--- THE INPUT Enclosed Below ---

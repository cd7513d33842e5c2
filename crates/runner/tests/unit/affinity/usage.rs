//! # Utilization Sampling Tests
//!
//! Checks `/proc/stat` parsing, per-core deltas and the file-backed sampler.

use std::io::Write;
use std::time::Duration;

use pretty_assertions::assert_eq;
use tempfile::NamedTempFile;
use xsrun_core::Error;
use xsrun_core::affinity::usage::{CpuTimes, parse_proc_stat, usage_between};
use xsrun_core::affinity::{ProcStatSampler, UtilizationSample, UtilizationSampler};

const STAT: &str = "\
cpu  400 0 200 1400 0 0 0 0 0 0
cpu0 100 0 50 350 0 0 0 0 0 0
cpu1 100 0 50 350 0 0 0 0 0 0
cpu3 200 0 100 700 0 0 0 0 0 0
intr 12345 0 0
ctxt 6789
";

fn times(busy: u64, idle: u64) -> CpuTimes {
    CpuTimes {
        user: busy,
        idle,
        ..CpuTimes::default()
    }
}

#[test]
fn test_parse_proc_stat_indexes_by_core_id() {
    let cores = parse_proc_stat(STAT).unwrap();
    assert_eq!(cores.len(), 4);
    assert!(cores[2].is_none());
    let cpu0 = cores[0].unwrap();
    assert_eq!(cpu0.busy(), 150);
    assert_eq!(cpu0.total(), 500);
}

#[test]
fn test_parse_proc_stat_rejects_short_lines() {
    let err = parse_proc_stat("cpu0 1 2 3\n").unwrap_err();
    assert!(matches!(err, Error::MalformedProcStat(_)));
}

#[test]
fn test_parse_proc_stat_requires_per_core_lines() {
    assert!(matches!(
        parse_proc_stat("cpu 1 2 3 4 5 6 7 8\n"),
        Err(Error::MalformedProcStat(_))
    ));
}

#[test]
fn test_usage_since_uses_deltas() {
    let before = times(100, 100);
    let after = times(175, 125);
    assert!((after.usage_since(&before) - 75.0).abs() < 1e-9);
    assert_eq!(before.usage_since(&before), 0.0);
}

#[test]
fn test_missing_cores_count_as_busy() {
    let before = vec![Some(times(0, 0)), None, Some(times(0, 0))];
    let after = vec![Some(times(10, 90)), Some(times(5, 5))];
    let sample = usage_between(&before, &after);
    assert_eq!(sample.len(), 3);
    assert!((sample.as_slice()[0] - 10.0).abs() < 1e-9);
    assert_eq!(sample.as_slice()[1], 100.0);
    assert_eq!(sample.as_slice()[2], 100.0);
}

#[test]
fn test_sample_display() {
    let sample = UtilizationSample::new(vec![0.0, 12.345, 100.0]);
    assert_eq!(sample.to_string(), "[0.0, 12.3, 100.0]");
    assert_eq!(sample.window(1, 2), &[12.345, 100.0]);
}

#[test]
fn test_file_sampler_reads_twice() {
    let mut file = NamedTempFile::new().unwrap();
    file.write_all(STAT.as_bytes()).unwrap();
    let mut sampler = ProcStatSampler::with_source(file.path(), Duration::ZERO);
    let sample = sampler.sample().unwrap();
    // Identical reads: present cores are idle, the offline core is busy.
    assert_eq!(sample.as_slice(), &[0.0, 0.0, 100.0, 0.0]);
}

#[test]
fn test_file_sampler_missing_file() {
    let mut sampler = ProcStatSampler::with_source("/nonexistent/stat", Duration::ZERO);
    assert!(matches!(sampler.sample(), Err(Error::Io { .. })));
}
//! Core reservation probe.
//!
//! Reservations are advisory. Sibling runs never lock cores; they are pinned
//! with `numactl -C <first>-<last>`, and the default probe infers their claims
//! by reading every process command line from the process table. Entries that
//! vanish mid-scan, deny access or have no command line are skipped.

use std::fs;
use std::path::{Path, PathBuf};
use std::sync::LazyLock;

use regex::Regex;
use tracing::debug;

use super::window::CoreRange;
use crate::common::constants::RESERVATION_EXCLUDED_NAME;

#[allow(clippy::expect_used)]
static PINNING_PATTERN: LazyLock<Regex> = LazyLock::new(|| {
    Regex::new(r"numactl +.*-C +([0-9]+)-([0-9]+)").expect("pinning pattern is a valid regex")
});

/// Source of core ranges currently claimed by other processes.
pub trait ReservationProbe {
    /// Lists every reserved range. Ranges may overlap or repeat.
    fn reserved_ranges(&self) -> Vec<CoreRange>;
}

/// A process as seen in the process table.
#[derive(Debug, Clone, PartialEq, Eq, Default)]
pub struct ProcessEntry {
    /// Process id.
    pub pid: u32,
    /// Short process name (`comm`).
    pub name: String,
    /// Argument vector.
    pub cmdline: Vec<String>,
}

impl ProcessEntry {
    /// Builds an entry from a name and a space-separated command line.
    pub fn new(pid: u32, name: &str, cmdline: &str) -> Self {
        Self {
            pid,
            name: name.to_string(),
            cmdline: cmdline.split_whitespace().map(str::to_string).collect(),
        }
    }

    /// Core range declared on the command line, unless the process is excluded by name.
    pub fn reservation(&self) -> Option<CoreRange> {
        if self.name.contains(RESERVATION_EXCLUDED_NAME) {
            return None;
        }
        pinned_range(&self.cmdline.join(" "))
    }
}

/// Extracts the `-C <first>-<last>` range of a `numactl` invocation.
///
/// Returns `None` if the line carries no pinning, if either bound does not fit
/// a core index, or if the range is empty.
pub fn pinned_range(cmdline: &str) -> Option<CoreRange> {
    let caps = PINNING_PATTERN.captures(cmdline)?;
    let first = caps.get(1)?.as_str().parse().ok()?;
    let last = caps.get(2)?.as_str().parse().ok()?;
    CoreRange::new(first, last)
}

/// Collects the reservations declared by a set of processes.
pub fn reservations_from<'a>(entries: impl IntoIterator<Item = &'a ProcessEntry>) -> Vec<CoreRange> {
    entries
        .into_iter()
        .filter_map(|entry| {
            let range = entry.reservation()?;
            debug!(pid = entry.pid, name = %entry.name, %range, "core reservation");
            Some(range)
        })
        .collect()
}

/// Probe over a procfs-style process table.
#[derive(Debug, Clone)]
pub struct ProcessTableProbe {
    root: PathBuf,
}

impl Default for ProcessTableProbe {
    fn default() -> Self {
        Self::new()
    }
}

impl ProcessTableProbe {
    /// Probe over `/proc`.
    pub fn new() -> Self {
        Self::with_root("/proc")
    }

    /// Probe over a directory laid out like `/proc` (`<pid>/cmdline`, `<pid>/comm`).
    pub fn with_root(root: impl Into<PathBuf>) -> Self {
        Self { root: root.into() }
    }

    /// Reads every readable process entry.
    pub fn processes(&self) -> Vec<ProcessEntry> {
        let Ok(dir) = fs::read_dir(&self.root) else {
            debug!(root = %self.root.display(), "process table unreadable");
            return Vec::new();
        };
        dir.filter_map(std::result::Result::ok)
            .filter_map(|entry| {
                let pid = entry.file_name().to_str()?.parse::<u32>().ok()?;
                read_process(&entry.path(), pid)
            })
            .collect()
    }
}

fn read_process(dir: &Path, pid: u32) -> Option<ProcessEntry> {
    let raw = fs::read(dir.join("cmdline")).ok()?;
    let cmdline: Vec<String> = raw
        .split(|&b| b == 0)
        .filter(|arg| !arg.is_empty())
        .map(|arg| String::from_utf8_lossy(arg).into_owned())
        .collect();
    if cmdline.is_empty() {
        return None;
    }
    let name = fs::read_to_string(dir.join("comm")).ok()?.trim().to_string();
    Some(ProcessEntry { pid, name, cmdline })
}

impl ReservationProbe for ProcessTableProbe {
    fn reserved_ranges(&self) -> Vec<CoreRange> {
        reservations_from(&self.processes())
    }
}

--- End of Enclosed THE INPUT ---
--- THE INPUT Enclosed Below ---

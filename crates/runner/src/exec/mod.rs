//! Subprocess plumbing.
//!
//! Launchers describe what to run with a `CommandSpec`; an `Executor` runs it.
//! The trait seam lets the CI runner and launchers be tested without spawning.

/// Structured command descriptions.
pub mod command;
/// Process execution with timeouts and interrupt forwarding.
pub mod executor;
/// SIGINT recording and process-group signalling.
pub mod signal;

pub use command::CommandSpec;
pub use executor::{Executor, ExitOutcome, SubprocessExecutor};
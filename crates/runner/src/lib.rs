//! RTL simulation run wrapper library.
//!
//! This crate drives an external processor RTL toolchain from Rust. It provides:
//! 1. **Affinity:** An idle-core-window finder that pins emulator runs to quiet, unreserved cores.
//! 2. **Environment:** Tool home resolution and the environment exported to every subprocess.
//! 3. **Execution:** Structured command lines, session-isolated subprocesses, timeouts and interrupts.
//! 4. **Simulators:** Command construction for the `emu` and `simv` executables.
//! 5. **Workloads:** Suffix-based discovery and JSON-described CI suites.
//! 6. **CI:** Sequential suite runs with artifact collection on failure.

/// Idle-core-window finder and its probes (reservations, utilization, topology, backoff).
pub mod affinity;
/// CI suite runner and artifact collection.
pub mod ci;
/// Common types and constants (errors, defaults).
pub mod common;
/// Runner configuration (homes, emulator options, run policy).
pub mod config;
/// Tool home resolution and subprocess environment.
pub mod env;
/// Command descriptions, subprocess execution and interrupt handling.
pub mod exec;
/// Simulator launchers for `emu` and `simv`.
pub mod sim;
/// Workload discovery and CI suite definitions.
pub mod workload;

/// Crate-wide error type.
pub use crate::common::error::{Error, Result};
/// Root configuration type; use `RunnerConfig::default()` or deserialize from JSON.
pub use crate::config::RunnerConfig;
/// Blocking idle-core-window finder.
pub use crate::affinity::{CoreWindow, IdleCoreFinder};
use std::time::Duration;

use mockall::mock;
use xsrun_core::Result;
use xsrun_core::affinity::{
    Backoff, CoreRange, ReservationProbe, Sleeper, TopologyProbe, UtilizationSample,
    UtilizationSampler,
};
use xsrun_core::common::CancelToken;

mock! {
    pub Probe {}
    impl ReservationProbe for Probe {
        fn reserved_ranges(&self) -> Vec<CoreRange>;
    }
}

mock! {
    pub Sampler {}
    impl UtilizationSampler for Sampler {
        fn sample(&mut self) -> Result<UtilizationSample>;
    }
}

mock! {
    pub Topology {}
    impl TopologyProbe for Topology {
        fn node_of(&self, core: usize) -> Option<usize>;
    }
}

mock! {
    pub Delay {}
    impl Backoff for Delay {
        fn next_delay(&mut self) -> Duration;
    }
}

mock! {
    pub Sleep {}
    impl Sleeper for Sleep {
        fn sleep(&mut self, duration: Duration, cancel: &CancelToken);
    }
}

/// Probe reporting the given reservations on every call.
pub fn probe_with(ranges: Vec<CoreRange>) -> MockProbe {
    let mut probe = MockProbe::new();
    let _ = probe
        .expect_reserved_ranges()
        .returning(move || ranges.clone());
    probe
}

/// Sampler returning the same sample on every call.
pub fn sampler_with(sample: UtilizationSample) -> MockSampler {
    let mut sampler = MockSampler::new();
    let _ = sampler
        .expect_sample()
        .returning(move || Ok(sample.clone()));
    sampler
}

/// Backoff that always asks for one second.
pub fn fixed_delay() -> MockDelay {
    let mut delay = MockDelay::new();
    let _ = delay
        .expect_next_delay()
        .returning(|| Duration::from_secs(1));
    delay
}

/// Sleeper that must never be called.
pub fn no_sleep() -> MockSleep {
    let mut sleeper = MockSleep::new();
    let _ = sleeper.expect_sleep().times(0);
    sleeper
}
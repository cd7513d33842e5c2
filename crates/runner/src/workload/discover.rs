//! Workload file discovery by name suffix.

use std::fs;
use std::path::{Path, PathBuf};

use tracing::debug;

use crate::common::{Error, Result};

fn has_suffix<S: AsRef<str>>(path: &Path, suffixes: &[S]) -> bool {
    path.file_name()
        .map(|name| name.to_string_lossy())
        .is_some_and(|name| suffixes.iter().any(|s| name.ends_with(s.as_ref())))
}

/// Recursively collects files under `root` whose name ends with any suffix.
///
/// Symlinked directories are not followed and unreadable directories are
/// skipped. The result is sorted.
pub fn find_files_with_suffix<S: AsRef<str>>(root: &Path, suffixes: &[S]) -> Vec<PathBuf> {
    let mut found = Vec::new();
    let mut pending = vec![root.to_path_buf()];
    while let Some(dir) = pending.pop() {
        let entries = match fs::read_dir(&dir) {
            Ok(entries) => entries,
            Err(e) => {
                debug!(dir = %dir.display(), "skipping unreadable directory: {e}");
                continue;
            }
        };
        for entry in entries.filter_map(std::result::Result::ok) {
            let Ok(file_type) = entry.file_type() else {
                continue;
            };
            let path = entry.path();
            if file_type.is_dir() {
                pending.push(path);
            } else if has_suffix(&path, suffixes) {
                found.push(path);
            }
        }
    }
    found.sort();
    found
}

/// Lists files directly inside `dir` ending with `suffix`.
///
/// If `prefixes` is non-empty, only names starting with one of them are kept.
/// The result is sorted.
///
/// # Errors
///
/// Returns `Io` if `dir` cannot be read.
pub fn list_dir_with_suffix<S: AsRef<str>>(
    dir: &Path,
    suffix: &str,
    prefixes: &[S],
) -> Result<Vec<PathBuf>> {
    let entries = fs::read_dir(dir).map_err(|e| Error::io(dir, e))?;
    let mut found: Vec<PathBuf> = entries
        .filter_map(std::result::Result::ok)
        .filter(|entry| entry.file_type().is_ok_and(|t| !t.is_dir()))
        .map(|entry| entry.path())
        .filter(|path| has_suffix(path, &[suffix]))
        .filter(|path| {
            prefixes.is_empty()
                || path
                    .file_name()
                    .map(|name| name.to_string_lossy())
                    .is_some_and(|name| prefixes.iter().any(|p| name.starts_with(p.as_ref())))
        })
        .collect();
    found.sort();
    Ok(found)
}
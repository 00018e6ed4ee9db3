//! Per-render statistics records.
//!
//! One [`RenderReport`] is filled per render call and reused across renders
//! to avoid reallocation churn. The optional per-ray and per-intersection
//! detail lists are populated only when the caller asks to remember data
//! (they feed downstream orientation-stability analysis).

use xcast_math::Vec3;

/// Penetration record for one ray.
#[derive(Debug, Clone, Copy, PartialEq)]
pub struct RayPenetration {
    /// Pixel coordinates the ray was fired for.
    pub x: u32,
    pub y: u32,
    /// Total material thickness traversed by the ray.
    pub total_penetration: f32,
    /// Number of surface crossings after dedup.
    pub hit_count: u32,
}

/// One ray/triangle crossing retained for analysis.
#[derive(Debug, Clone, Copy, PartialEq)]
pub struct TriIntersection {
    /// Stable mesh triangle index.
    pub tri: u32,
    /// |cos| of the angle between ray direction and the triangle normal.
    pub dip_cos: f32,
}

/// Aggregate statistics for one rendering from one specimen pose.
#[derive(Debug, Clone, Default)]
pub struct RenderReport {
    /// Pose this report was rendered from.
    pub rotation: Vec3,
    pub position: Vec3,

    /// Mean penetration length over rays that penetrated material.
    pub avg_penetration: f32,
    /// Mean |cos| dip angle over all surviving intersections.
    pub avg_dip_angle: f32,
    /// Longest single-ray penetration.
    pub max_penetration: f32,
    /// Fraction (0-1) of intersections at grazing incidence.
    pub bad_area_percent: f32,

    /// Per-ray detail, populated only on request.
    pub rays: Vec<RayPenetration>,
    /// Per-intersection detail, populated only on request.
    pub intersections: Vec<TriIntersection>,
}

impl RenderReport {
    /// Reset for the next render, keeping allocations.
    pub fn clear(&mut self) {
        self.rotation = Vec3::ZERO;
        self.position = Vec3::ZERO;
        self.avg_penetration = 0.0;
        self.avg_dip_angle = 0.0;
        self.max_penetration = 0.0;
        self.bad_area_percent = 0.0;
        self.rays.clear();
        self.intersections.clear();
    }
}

--- End of Enclosed THE INPUT ---

(DESCRIPTION OF THE TASK)
In the records above, the line with "to remember data" marks the start and the line with "pub struct TriIntersection" marks the end; copy that stretch exactly, both lines included, and nothing else.

(RESULT OF THIS EXERCISE)
//! detail lists are populated only when the caller asks to remember data
//! (they feed downstream orientation-stability analysis).

use xcast_math::Vec3;

/// Penetration record for one ray.
#[derive(Debug, Clone, Copy, PartialEq)]
pub struct RayPenetration {
    /// Pixel coordinates the ray was fired for.
    pub x: u32,
    pub y: u32,
    /// Total material thickness traversed by the ray.
    pub total_penetration: f32,
    /// Number of surface crossings after dedup.
    pub hit_count: u32,
}

/// One ray/triangle crossing retained for analysis.
#[derive(Debug, Clone, Copy, PartialEq)]
pub struct TriIntersection {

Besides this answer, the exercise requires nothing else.